#### REQUIREMENT
Since only part of the material is needed, please repeat exactly the line that includes "chat.connect_timeout_secs, 1, 120);" and every line after it, up to the last.

#### EXERCISE MATERIAL

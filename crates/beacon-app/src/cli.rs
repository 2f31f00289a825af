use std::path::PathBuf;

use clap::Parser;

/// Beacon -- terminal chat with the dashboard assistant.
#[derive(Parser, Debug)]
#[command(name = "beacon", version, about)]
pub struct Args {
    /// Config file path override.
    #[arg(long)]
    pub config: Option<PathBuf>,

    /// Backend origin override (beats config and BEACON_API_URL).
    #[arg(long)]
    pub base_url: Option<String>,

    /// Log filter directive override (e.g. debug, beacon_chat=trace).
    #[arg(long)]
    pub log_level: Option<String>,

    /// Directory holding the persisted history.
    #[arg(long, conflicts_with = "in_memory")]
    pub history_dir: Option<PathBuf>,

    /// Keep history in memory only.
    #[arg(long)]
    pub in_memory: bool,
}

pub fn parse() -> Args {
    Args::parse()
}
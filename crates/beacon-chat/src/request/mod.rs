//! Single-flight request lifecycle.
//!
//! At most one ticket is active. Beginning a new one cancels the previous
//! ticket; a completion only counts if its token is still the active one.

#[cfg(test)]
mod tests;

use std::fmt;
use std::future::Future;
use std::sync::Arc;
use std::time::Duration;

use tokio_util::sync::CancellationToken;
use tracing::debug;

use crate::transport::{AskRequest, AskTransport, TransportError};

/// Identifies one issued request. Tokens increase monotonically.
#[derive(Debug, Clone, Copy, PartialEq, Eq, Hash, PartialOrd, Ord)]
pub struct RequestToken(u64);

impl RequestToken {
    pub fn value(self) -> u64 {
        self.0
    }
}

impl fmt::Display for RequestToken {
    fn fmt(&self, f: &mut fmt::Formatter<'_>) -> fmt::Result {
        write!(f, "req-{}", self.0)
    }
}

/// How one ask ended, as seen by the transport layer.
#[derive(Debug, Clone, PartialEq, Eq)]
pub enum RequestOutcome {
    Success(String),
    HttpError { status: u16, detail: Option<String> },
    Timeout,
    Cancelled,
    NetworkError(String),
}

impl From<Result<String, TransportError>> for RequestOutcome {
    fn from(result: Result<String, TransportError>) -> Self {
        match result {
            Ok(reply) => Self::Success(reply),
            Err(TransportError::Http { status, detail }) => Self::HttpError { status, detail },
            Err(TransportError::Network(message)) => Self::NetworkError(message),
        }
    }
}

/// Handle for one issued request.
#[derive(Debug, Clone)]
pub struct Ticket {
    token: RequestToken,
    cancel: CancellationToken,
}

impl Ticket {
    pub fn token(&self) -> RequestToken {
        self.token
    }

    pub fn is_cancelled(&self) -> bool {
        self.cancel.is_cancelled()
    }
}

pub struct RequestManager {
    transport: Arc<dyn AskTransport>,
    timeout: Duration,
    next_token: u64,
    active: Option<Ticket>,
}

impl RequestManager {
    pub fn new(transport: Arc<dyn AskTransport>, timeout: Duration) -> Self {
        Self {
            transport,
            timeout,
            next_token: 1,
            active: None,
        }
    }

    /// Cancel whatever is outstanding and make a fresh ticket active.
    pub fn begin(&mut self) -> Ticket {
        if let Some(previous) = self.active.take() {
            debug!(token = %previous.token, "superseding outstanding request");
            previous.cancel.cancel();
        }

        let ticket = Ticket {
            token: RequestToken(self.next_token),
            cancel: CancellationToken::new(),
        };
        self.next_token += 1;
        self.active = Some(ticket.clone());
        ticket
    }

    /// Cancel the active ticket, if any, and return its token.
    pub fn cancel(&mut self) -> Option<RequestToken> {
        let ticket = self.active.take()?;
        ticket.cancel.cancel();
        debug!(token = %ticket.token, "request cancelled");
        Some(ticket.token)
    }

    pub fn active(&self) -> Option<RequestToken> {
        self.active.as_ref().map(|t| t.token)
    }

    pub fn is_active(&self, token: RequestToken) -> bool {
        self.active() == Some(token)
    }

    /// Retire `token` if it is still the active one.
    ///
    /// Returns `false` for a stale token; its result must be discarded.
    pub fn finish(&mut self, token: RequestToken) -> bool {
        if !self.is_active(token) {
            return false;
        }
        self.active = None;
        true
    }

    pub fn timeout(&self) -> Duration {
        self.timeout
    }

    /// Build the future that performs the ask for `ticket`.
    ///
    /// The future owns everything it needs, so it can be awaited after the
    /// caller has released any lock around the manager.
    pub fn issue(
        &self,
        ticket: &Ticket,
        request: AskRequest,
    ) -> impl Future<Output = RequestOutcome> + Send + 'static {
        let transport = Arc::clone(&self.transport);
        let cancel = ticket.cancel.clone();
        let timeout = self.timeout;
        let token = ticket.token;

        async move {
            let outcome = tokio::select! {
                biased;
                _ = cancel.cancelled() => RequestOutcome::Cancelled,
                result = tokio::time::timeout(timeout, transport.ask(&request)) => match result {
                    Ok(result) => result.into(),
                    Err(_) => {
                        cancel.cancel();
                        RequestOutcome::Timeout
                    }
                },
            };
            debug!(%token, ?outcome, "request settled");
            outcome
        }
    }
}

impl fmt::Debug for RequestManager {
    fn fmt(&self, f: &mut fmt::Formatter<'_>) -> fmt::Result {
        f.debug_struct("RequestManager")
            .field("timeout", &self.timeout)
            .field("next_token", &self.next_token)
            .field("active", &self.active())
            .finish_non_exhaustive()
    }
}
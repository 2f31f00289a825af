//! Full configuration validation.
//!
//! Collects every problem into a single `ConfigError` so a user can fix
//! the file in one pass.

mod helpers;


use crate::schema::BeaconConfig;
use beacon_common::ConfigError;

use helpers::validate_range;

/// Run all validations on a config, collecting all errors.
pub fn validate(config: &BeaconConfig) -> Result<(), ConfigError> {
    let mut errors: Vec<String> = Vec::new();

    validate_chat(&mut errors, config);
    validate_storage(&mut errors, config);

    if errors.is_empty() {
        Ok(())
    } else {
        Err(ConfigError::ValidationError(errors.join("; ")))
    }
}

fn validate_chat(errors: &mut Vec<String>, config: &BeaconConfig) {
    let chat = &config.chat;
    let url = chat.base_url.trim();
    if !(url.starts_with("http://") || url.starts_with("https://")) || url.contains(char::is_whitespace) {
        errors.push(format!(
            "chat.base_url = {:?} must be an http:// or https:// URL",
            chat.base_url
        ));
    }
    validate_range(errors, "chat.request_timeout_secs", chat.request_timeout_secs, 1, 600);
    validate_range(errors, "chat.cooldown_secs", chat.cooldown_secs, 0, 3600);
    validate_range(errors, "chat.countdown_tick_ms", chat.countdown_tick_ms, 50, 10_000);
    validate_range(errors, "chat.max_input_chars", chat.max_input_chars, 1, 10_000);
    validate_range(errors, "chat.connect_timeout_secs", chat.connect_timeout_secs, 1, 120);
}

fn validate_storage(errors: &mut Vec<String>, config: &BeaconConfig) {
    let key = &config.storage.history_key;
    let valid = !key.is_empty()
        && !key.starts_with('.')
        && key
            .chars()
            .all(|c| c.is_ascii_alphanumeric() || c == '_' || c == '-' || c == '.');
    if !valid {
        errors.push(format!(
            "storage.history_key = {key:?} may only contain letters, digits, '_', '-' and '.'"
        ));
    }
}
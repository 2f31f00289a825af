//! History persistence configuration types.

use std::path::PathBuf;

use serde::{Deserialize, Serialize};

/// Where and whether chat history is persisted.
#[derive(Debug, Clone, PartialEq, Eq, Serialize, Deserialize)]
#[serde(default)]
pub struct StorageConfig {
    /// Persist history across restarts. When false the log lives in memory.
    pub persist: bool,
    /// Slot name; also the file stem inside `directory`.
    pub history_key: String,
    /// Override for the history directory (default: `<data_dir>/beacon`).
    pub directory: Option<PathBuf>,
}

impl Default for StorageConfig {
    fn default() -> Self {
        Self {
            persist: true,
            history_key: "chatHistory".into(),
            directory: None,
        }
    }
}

#### SOLVED EXERCISE
    validate_range(errors, "chat.connect_timeout_secs", chat.connect_timeout_secs, 1, 120);
}

fn validate_storage(errors: &mut Vec<String>, config: &BeaconConfig) {
    let key = &config.storage.history_key;
    let valid = !key.is_empty()
        && !key.starts_with('.')
        && key
            .chars()
            .all(|c| c.is_ascii_alphanumeric() || c == '_' || c == '-' || c == '.');
    if !valid {
        errors.push(format!(
            "storage.history_key = {key:?} may only contain letters, digits, '_', '-' and '.'"
        ));
    }
}
repository 2f31f00289a825af
//! History persistence configuration types.

use std::path::PathBuf;

use serde::{Deserialize, Serialize};

/// Where and whether chat history is persisted.
#[derive(Debug, Clone, PartialEq, Eq, Serialize, Deserialize)]
#[serde(default)]
pub struct StorageConfig {
    /// Persist history across restarts. When false the log lives in memory.
    pub persist: bool,
    /// Slot name; also the file stem inside `directory`.
    pub history_key: String,
    /// Override for the history directory (default: `<data_dir>/beacon`).
    pub directory: Option<PathBuf>,
}

impl Default for StorageConfig {
    fn default() -> Self {
        Self {
            persist: true,
            history_key: "chatHistory".into(),
            directory: None,
        }
    }
}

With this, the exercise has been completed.